Criminal de guerra
Una vez te has eternizado en el poder, has robado a manos llenas (enriqueciendo de paso a tus amigos y sicofantes), te has inventado un régimen imposible (el zarismo estalinista), has eliminado a todos tus rivales y has ordenado asesinar a los disidentes, lo normal sería que te tomaras las cosas con calma en vez de invadir a un país vecino que te crees que es tuyo y te dedicaras a disfrutar de tus mansiones y de tus yates y de tus monises y fueras pensando en retirarte de la política, orgulloso de haber empezado tu carrera profesional como agente del KGB y haberla culminado con la presidencia de Rusia. Pero a Vladimir Putin (San Petersburgo, 1952, cuando la ciudad se llamaba Leningrado) no le ha bastado con ser uno de los dirigentes políticos más despreciables del universo y se ha visto obligado a liarla parda con una maniobra que, francamente, espero que le estalle en las narices.
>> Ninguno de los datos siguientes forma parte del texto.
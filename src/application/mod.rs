//! The top-level application.
//!
//! An [`Application`] owns a lazily created root [`Router`], a table of
//! settings, view engines and `locals`. Applications can be mounted inside
//! one another with [`Application::use_handlers`]; a mounted application
//! reads any setting it never set itself from its ancestors.
//!
//! ```rust,no_run
//! use axum_relay::{Application, Config, Request, Response, Result, handler};
//!
//! #[tokio::main]
//! async fn main() -> Result<()> {
//!     let config = Config::load();
//!     config.setup_tracing();
//!
//!     let app = Application::from_config(&config)?;
//!     app.get("/", handler(|_req: Request, res: Response| async move { res.send("hello") }))?;
//!
//!     let admin = Application::new();
//!     admin.get("/", handler(|req: Request, res: Response| async move {
//!         res.send(format!("admin at {}", req.base_url()))
//!     }))?;
//!     app.use_handlers("/admin", admin)?;
//!
//!     app.listen(&config.http).await
//! }
//! ```

mod compiled;
mod finalize;
mod server;
mod settings;
mod view;

pub use compiled::*;
pub use settings::truthy;
pub use view::*;

use {
    crate::{
        AppContext, Config, Error, Handler, IntoHandlers, IntoNext, Next, ParamHandler, Request,
        Response, Result, Route, Router, RouterOptions,
        utils::{read, write},
    },
    futures::future::{self, BoxFuture, FutureExt},
    http::{HeaderName, HeaderValue, Method},
    serde_json::{Map, Value},
    settings::{Compiled, Setting, Settings},
    std::{
        collections::HashMap,
        fmt,
        future::Future,
        sync::{Arc, OnceLock, RwLock, Weak},
    },
    view::ResolvedView,
};

/// Value of the `X-Powered-By` header while the `x-powered-by` setting is enabled.
pub const POWERED_BY: &str = "axum-relay";

/// Largest indentation honoured for the `json spaces` setting.
const MAX_JSON_SPACES: u64 = 10;

type MountListener = Arc<dyn Fn(&Application) + Send + Sync>;

struct AppInner {
    settings: RwLock<Settings>,
    parent: RwLock<Weak<AppInner>>,
    mountpath: RwLock<String>,
    router: OnceLock<Router>,
    engines: RwLock<HashMap<String, Arc<dyn ViewEngine>>>,
    view_cache: RwLock<HashMap<String, ResolvedView>>,
    locals: RwLock<Map<String, Value>>,
    mount_listeners: RwLock<Vec<MountListener>>,
}

/// An application: a root router plus settings, views and mount wiring.
///
/// `Application` is a cheap `Clone` handle; clones share the same state.
#[derive(Clone)]
pub struct Application {
    inner: Arc<AppInner>,
}

impl Default for Application {
    fn default() -> Self {
        Self::new()
    }
}

impl fmt::Debug for Application {
    fn fmt(&self, f: &mut fmt::Formatter<'_>) -> fmt::Result {
        f.debug_struct("Application")
            .field("mountpath", &self.mountpath())
            .field("mounted", &self.parent().is_some())
            .field("router", &self.inner.router.get().is_some())
            .finish()
    }
}

impl Application {
    pub fn new() -> Self {
        Self {
            inner: Arc::new(AppInner {
                settings: RwLock::new(Settings::new()),
                parent: RwLock::new(Weak::new()),
                mountpath: RwLock::new("/".to_string()),
                router: OnceLock::new(),
                engines: RwLock::new(HashMap::new()),
                view_cache: RwLock::new(HashMap::new()),
                locals: RwLock::new(Map::new()),
                mount_listeners: RwLock::new(Vec::new()),
            }),
        }
    }

    /// Builds an application from the `[routing]` and `[settings]` sections of `config`.
    ///
    /// Fails when a setting has a value its key does not accept.
    pub fn from_config(config: &Config) -> Result<Self> {
        let app = Self::new();
        if let Some(env) = &config.env {
            app.set("env", env.as_str())?;
        }
        app.set("case sensitive routing", config.routing.case_sensitive)?
            .set("strict routing", config.routing.strict)?
            .set("merge params", config.routing.merge_params)?;
        for (key, value) in &config.settings {
            app.set(key, serde_json::to_value(value)?)?;
        }
        Ok(app)
    }

    /// The root router, created on first use from the routing settings.
    pub fn router(&self) -> &Router {
        self.inner.router.get_or_init(|| {
            let options = RouterOptions::default()
                .with_case_sensitive(self.enabled("case sensitive routing"))
                .with_strict(self.enabled("strict routing"))
                .with_merge_params(self.enabled("merge params"));
            tracing::debug!(?options, "root router created");
            Router::with_options(options)
        })
    }

    pub fn ptr_eq(&self, other: &Application) -> bool {
        Arc::ptr_eq(&self.inner, &other.inner)
    }

    // =======================================================================
    // Registration
    // =======================================================================

    /// Adds prefix-matching handlers at `path` to the root router.
    ///
    /// Mounted applications get their mount path and parent set, start
    /// inheriting this application's settings and fire their mount listeners.
    pub fn use_handlers(&self, path: &str, handlers: impl IntoHandlers) -> Result<&Self> {
        let handlers = handlers.into_handlers();
        if handlers.is_empty() {
            return Err(Error::config("app.use() requires a middleware function"));
        }

        let children: Vec<Application> = handlers
            .iter()
            .filter_map(|h| match h {
                Handler::App(app) => Some(app.clone()),
                _ => None,
            })
            .collect();
        if children.iter().any(|child| self.is_within(child)) {
            return Err(Error::config(format!(
                "cannot mount an application at '{path}' inside itself"
            )));
        }

        self.router().use_handlers(path, handlers)?;

        for child in children {
            child.set_mountpath(path);
            *write(&child.inner.parent) = Arc::downgrade(&self.inner);
            tracing::debug!(mountpath = path, "application mounted");
            child.emit_mount(self);
        }
        Ok(self)
    }

    /// Adds a request handler matching the `path` prefix.
    pub fn middleware<F, Fut, R>(&self, path: &str, f: F) -> Result<&Self>
    where
        F: Fn(Request, Response) -> Fut + Send + Sync + 'static,
        Fut: Future<Output = R> + Send + 'static,
        R: IntoNext,
    {
        self.use_handlers(path, crate::handler(f))
    }

    /// Adds an error handler matching the `path` prefix.
    pub fn error_middleware<F, Fut, R>(&self, path: &str, f: F) -> Result<&Self>
    where
        F: Fn(Error, Request, Response) -> Fut + Send + Sync + 'static,
        Fut: Future<Output = R> + Send + 'static,
        R: IntoNext,
    {
        self.use_handlers(path, crate::error_handler(f))
    }

    /// Mounts a router or application under `path`.
    pub fn mount(&self, path: &str, target: impl Into<Handler>) -> Result<&Self> {
        self.use_handlers(path, target.into())
    }

    pub fn route(&self, path: &str) -> Result<Route> {
        self.router().route(path)
    }

    pub fn register(&self, method: Method, path: &str, handlers: impl IntoHandlers) -> Result<&Self> {
        self.router().register(method, path, handlers)?;
        Ok(self)
    }

    crate::routing::method_helpers!(path);

    pub fn all(&self, path: &str, handlers: impl IntoHandlers) -> Result<&Self> {
        self.router().all(path, handlers)?;
        Ok(self)
    }

    /// See [`Router::param`].
    pub fn param(&self, name: &str, f: impl ParamHandler) -> &Self {
        self.router().param(name, f);
        self
    }

    // =======================================================================
    // Settings
    // =======================================================================

    /// Assigns a setting.
    ///
    /// `etag`, `query parser` and `trust proxy` are validated and compiled
    /// here; an unsupported value is a configuration error.
    pub fn set(&self, key: &str, value: impl Into<Value>) -> Result<&Self> {
        let value = value.into();
        tracing::debug!(key, %value, "setting updated");
        write(&self.inner.settings).set(key, value)?;
        Ok(self)
    }

    /// Current value of a setting, including inherited values and defaults.
    pub fn setting(&self, key: &str) -> Option<Value> {
        self.lookup(key).map(|s| s.value)
    }

    pub fn enabled(&self, key: &str) -> bool {
        self.setting(key).is_some_and(|v| truthy(&v))
    }

    pub fn disabled(&self, key: &str) -> bool {
        !self.enabled(key)
    }

    pub fn enable(&self, key: &str) -> Result<&Self> {
        self.set(key, true)
    }

    pub fn disable(&self, key: &str) -> Result<&Self> {
        self.set(key, false)
    }

    pub fn env(&self) -> String {
        self.setting("env")
            .and_then(|v| v.as_str().map(str::to_string))
            .unwrap_or_else(|| "development".to_string())
    }

    pub fn etag_mode(&self) -> EtagMode {
        match self.compiled("etag") {
            Some(Compiled::Etag(mode)) => mode,
            _ => EtagMode::default(),
        }
    }

    pub fn query_parser(&self) -> QueryParser {
        match self.compiled("query parser") {
            Some(Compiled::Query(parser)) => parser,
            _ => QueryParser::default(),
        }
    }

    pub fn trust_proxy(&self) -> TrustProxy {
        match self.compiled("trust proxy") {
            Some(Compiled::Trust(trust)) => trust,
            _ => TrustProxy::default(),
        }
    }

    /// Own overrides, then each ancestor's overrides, then own defaults.
    fn lookup(&self, key: &str) -> Option<Setting> {
        if let Some(setting) = read(&self.inner.settings).own(key) {
            return Some(setting.clone());
        }
        let mut ancestor = self.parent();
        while let Some(app) = ancestor {
            if let Some(setting) = read(&app.inner.settings).own(key) {
                return Some(setting.clone());
            }
            ancestor = app.parent();
        }
        read(&self.inner.settings).default_of(key).cloned()
    }

    fn compiled(&self, key: &str) -> Option<Compiled> {
        self.lookup(key).and_then(|s| s.compiled)
    }

    // =======================================================================
    // Locals
    // =======================================================================

    /// Variables available to every view this application renders.
    pub fn locals(&self) -> Map<String, Value> {
        read(&self.inner.locals).clone()
    }

    pub fn set_local(&self, key: impl Into<String>, value: impl Into<Value>) -> &Self {
        write(&self.inner.locals).insert(key.into(), value.into());
        self
    }

    // =======================================================================
    // Mounting
    // =======================================================================

    /// The path this application was mounted at, `/` until mounted.
    pub fn mountpath(&self) -> String {
        read(&self.inner.mountpath).clone()
    }

    pub(crate) fn set_mountpath(&self, path: &str) {
        *write(&self.inner.mountpath) = path.to_string();
    }

    /// The application this one is mounted in.
    pub fn parent(&self) -> Option<Application> {
        read(&self.inner.parent)
            .upgrade()
            .map(|inner| Application { inner })
    }

    /// Absolute mount path: the parent's path followed by the mount path.
    ///
    /// Empty for an application that is not mounted.
    pub fn path(&self) -> String {
        match self.parent() {
            Some(parent) => format!("{}{}", parent.path(), self.mountpath()),
            None => String::new(),
        }
    }

    /// True when `other` is this application or one of its ancestors.
    fn is_within(&self, other: &Application) -> bool {
        let mut current = Some(self.clone());
        while let Some(app) = current {
            if app.ptr_eq(other) {
                return true;
            }
            current = app.parent();
        }
        false
    }

    /// Registers a listener called with the parent each time this application is mounted.
    pub fn on_mount<F>(&self, f: F) -> &Self
    where
        F: Fn(&Application) + Send + Sync + 'static,
    {
        write(&self.inner.mount_listeners).push(Arc::new(f));
        self
    }

    fn emit_mount(&self, parent: &Application) {
        let listeners = read(&self.inner.mount_listeners).clone();
        for listener in listeners {
            listener(parent);
        }
    }

    // =======================================================================
    // Dispatch
    // =======================================================================

    /// Settings consulted while this application dispatches a request.
    pub fn context(&self) -> AppContext {
        let json_spaces = match self.setting("json spaces") {
            Some(Value::Number(n)) => n
                .as_u64()
                .filter(|n| *n > 0)
                .map(|n| " ".repeat(n.min(MAX_JSON_SPACES) as usize)),
            Some(Value::String(s)) if !s.is_empty() => Some(s),
            _ => None,
        };
        AppContext {
            app: Some(self.clone()),
            etag: self.etag_mode(),
            query_parser: self.query_parser(),
            trust_proxy: self.trust_proxy(),
            subdomain_offset: self
                .setting("subdomain offset")
                .and_then(|v| v.as_u64())
                .map_or(2, |n| n as usize),
            json_spaces,
            json_escape: self.enabled("json escape"),
            jsonp_callback: self
                .setting("jsonp callback name")
                .and_then(|v| v.as_str().map(str::to_string))
                .unwrap_or_else(|| "callback".to_string()),
        }
    }

    /// Runs the request through this application without finalizing it.
    ///
    /// Installs this application's [`AppContext`] for the duration of the
    /// call and restores the caller's afterwards. Without any registered
    /// handler the request is deferred with [`Next::Continue`].
    pub fn dispatch(&self, req: Request, res: Response) -> BoxFuture<'static, Result<Next>> {
        let Some(router) = self.inner.router.get().cloned() else {
            return future::ready(Ok(Next::Continue)).boxed();
        };
        let context = self.context();
        let powered_by = self.enabled("x-powered-by");

        async move {
            let previous = req.swap_context(Some(context));
            if powered_by {
                res.insert_header(
                    HeaderName::from_static("x-powered-by"),
                    HeaderValue::from_static(POWERED_BY),
                );
            }
            let result = router.handle(req.clone(), res).await;
            req.swap_context(previous);
            result
        }
        .boxed()
    }
}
¿Por qué lo ha hecho? Yo diría que por una mezcla de megalomanía galopante y unos deseos de pasar a la historia como sea. Con el añadido de una sensación de humillación ante la desintegración de la URSS, un asco profundo hacia Occidente y una nostalgia desmedida por tiempos tan discutibles como los de los zares y el comunismo. Y lo ha hecho con esa actitud de matón que le caracteriza y que lleva a cualquiera a lamentar la suerte de los chavales con los que coincidió en el colegio. A Putin no le bastaba con lucrarse y mandar. Una vez conseguidos esos objetivos, le dio por el patriotismo y por devolverle a su país el papel que, según él, le correspondía en el (desafinado) concierto de las naciones. Lo ha hecho de la manera más falsa y rastrera que imaginarse pueda: diciendo hasta el último momento que no tenía intención de invadir Ucrania y acabar justificando el disparate acusando a los dirigentes de ese país de ser una pandilla de nazis drogadictos.
Putin sabe que, en Europa, aunque a veces no nos demos cuenta, vivimos moderadamente bien y somos reacios a meternos en berenjenales (lo que también empieza a suceder en Estados Unidos tras los últimos desastres internacionales). De ahí su actitud a lo Hitler: primero me quedo Crimea y nadie chista; luego apoyo a los separatistas del Donbas y tampoco pasa nada (y
hasta me queda tiempo para echar una manita a unos chiflados españoles que me cuentan no sé qué milongas de su ansiada independencia); finalmente, mientras me siento felizmente rodeado de calzonazos, invado Ucrania y amenazo a cualquiera que se meta por en medio, llegando a tomarla con Finlandia y Suecia. No sé a ustedes, pero a mí me recuerda mucho a lo del
Führer anexionándose Austria, ocupando los Sudetes y lanzándose a invadir Polonia. Y creo que, por nuestro bien, Ucrania debería ser la nueva Polonia, la ocasión ideal para dejar de imitar a Neville Chamberlain y tratar de pararle los pies al maldito matón ruso antes de que la líe aún más gorda.
Ya sé que para algunos (las lumbreras de la CUP, sin ir más lejos) la culpa de todo es de la OTAN y del imperialismo yanqui, por no hablar de los que reivindican un pacifismo imposible para hacer frente a alguien que no cree en tan noble concepto. Pero los demás deberíamos tomarnos en serio la cuestión y formar un frente unido ante ese déspota contemporáneo que es Vladimir Putin, al que no descarto que se le haya podido ir la olla y acabe lamentando su inaguantable chulería. Si aún no ha conquistado Ucrania y ya está hablando de amargarles la vida a suecos y finlandeses es porque, me temo, sus planes de dominación mundial no se terminan tras eliminar a los célebres drogadictos nazis ahora al mando en el país de al lado. Si se ha vuelto loco, peor para él, pero no creo que le sirva como eximente. Estamos ante un canalla enloquecido que se nos seguirá subiendo a la chepa como no lo pongamos en su sitio. Echar a Rusia del festival de Eurovisión es un buen comienzo, no lo negaré, pero habrá que implementar medidas de presión un poco más contundentes. Por el bien de Ucrania y, sobre todo, por el nuestro.